American diplomat and ambassador

Andrew Robert Young (born April 18, 1961) is an American diplomat who has served as United States Ambassador to Burkina Faso from 2016 to 2020.

He attended University of California Berkeley and the Johns Hopkins School of Advanced International Studies. He was confirmed as ambassador on September 28, 2016, and succeeded Tulinabo S. Mushingi.

==Consular career==
Young's first posting after joining the U.S. Foreign Service in 1991 was as a consular officer in Hong Kong. He then transferred to Washington, D.C., in 1993 to work at the India and Bhutan Desk in the Bureau of South Asian Affairs. In 1995, Young was made political and economic section chief in Bombay, India, and two years later was assigned to the post of political officer in Rangoon, Myanmar.
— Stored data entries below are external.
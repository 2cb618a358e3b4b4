//! voxrec CLI - ASR dataset preparation tool

use clap::Parser;
use eyre::Result;
use tracing_subscriber::EnvFilter;
use voxrec_cli::cli::{Cli, run_cli};

fn main() -> Result<()> {
    color_eyre::install()?;

    let (non_blocking, _guard) = tracing_appender::non_blocking(std::io::stderr());

    tracing_subscriber::fmt()
        .with_writer(non_blocking)
        .with_env_filter(EnvFilter::from_default_env())
        .init();

    run_cli(Cli::parse())
}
From 2000 to 2003 Young served as deputy principal officer in Auckland, New Zealand, after which he was the foreign policy adviser to Senator Joe Lieberman. He returned to foreign service work in 2005 when he was given an assignment in the Bureau of European and Eurasian Affairs at the Italy and San Marino Desk, and in 2007 he was sent to be political officer in the Paris, France consulate.

In 2010, Young was sent to serve as the information officer for the Seoul embassy where he learned to speak Korean, and from 2013 until his appointment to ambassador in 2016, Young worked as deputy chief of mission in Bamako, Mali.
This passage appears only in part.